[WHAT YOU ARE ASKED TO DO]
Reply with one number: the count of lines in the records below that hold "left".

[EXERCISE INPUTS]
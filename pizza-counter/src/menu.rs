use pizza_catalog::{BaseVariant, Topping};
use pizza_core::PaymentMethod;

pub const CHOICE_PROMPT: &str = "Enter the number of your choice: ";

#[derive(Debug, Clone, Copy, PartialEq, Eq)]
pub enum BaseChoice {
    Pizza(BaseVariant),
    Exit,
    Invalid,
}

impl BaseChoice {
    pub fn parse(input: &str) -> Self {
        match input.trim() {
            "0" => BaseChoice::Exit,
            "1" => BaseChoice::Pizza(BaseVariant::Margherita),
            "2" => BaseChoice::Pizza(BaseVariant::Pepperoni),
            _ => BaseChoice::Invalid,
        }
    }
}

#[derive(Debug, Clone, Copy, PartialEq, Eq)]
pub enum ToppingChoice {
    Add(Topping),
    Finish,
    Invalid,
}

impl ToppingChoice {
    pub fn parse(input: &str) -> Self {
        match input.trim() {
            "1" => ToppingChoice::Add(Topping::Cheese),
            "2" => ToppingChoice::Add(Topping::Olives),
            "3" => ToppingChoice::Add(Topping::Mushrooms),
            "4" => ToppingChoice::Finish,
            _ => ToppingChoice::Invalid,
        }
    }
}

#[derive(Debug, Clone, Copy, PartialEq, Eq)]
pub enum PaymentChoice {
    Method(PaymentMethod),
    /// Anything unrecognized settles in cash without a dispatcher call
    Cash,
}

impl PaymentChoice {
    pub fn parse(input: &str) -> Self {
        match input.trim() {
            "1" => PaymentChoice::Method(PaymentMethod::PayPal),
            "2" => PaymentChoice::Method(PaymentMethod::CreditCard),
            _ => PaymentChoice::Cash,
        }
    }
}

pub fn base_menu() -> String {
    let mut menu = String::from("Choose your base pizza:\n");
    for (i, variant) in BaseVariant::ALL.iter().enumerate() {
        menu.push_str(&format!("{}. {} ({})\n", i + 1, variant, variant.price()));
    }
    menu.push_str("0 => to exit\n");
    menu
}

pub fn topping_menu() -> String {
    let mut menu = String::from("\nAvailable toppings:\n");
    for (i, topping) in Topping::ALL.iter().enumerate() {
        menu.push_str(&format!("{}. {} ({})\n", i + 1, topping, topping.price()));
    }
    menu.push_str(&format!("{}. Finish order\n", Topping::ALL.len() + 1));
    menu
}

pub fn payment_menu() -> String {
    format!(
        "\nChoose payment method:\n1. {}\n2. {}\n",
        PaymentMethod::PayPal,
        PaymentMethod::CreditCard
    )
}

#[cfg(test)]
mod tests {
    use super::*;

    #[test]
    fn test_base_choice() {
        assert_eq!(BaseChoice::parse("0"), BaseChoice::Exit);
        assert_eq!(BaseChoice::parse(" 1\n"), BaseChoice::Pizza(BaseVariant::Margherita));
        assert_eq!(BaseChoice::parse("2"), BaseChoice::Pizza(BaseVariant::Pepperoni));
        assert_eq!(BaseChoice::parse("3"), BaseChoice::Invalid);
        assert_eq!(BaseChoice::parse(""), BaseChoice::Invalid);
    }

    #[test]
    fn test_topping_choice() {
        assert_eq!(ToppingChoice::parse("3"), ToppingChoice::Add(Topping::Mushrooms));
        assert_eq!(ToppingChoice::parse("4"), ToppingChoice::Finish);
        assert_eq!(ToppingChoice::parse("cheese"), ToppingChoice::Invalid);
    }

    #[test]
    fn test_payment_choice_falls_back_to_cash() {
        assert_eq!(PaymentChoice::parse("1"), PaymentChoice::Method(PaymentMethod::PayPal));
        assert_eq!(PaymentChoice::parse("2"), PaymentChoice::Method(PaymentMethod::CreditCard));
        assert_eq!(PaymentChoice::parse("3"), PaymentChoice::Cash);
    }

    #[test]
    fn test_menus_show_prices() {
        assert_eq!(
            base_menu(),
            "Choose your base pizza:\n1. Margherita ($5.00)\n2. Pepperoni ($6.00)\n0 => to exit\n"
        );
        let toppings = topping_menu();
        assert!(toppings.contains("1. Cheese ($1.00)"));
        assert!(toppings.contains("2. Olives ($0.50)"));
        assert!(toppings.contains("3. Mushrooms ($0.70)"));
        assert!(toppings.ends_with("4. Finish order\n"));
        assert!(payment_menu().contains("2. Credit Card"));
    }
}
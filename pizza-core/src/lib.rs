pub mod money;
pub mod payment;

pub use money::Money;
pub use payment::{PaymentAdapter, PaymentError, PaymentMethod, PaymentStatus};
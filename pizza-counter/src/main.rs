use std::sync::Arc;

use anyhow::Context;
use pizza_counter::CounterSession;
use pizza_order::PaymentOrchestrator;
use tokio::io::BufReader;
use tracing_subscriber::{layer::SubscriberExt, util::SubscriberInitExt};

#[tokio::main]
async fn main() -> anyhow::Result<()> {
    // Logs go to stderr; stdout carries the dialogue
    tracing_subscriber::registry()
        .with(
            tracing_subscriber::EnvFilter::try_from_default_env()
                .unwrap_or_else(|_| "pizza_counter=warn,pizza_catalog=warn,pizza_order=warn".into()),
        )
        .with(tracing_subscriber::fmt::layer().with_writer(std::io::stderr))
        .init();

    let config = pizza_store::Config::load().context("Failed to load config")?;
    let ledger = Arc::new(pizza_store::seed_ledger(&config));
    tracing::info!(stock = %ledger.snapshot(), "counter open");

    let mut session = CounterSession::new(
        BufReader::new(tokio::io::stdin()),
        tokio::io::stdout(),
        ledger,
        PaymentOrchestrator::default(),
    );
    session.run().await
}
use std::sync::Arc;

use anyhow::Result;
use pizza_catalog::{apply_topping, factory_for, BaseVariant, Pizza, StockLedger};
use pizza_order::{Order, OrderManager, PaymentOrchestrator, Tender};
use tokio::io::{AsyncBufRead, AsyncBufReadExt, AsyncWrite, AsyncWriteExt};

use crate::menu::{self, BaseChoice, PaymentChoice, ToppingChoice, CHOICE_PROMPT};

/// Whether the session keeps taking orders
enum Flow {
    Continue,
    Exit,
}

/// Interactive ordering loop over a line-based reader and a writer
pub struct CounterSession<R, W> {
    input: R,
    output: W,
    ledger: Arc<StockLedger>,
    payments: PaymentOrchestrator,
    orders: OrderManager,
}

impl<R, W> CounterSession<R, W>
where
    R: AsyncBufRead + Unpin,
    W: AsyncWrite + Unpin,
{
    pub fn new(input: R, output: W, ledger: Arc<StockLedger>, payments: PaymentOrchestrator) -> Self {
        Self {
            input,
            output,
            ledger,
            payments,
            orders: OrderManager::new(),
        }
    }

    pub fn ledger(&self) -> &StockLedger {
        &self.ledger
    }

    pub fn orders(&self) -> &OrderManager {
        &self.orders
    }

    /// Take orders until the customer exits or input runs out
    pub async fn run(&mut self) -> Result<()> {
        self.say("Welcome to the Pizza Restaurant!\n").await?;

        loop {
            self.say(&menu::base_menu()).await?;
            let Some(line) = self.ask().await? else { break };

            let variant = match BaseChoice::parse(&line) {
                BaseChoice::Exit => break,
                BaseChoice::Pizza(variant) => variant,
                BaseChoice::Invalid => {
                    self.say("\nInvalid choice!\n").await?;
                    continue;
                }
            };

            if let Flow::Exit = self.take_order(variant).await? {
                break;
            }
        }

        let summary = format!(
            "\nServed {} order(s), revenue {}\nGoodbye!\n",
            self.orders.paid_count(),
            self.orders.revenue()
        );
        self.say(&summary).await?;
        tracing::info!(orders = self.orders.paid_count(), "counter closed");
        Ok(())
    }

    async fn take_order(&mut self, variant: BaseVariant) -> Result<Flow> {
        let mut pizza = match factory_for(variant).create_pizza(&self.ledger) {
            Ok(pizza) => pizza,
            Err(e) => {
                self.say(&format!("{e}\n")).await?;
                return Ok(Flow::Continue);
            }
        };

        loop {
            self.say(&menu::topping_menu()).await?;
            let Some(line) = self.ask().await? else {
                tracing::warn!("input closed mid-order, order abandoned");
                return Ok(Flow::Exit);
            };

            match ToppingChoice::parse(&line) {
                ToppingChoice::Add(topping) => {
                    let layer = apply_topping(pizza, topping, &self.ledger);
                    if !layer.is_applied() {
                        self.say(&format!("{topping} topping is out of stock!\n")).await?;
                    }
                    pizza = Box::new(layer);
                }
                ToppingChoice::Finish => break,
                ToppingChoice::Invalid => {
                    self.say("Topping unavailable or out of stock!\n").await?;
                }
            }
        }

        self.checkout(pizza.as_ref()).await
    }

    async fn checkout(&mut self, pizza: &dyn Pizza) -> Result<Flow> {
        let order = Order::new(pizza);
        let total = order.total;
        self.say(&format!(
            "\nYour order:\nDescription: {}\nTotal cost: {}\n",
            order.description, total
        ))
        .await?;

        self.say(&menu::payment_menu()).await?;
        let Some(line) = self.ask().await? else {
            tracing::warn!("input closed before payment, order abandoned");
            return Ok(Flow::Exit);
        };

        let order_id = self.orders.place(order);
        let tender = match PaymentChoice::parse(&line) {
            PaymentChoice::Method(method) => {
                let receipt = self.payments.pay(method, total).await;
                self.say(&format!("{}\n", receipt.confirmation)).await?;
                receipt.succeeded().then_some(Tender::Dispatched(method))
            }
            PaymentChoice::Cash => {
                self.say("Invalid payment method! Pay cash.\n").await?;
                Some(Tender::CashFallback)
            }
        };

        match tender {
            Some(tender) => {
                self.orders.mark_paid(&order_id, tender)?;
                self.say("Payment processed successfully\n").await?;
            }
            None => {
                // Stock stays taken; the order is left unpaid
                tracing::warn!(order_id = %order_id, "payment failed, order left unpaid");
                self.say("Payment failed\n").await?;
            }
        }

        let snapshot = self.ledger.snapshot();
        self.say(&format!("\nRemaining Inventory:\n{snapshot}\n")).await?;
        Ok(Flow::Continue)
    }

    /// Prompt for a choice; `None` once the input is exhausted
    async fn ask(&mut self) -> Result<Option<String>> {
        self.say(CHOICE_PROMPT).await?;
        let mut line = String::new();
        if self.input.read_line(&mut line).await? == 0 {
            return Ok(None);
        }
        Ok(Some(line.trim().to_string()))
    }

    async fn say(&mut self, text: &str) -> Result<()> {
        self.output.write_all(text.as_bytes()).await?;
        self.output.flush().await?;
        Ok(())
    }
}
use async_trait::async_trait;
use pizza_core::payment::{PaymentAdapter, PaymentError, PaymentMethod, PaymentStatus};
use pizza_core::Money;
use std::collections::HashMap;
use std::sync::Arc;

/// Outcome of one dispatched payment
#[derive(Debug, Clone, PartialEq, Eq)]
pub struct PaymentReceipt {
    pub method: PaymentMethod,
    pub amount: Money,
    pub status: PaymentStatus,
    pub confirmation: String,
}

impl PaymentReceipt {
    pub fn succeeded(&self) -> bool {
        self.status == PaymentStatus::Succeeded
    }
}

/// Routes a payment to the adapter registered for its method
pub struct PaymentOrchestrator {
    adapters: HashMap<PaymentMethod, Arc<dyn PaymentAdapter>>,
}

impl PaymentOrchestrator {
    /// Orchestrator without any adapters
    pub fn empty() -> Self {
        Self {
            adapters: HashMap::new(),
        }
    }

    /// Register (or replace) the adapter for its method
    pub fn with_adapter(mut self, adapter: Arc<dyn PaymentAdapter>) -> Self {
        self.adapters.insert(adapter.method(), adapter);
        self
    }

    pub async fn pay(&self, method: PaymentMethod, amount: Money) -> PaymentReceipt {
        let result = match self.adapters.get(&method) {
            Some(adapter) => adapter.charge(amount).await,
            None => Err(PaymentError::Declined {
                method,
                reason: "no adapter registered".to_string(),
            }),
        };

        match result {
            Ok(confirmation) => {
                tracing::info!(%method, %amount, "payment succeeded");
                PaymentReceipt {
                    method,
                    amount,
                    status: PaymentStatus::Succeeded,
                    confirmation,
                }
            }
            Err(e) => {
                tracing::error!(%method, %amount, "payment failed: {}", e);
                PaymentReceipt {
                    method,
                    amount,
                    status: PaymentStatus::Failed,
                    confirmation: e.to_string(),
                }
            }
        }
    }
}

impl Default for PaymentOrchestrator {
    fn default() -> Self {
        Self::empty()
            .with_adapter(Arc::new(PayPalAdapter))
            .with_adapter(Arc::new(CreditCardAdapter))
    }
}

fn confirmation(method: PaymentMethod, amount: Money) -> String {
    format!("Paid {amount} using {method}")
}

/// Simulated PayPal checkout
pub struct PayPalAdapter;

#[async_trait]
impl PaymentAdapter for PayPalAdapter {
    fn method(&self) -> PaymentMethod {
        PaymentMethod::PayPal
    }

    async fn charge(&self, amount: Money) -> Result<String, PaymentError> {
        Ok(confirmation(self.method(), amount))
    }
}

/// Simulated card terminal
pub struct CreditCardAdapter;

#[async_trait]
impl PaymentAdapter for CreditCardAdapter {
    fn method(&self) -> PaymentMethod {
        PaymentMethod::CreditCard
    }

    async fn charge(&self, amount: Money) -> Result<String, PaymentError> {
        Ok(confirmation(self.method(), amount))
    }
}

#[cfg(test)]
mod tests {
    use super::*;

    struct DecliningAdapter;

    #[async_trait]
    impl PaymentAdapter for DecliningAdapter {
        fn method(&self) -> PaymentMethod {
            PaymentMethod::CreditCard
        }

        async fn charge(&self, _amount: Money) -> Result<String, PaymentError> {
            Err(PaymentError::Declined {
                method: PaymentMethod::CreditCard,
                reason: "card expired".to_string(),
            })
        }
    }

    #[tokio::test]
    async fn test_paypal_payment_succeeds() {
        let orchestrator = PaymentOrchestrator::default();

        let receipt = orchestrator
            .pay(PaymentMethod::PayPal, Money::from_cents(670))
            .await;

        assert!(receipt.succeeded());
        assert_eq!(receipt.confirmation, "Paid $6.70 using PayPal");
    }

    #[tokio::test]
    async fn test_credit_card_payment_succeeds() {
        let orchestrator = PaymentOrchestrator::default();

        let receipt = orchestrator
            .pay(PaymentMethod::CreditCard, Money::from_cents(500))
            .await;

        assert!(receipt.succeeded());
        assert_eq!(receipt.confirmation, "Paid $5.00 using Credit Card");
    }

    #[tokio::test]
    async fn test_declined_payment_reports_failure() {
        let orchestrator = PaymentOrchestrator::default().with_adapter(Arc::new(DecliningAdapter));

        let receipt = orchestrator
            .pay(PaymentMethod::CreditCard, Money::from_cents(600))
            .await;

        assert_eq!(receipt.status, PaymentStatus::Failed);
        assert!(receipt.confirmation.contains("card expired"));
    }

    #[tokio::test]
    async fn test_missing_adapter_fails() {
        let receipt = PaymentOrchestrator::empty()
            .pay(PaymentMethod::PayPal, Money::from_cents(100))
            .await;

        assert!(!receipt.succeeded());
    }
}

[FINAL ANSWER]
2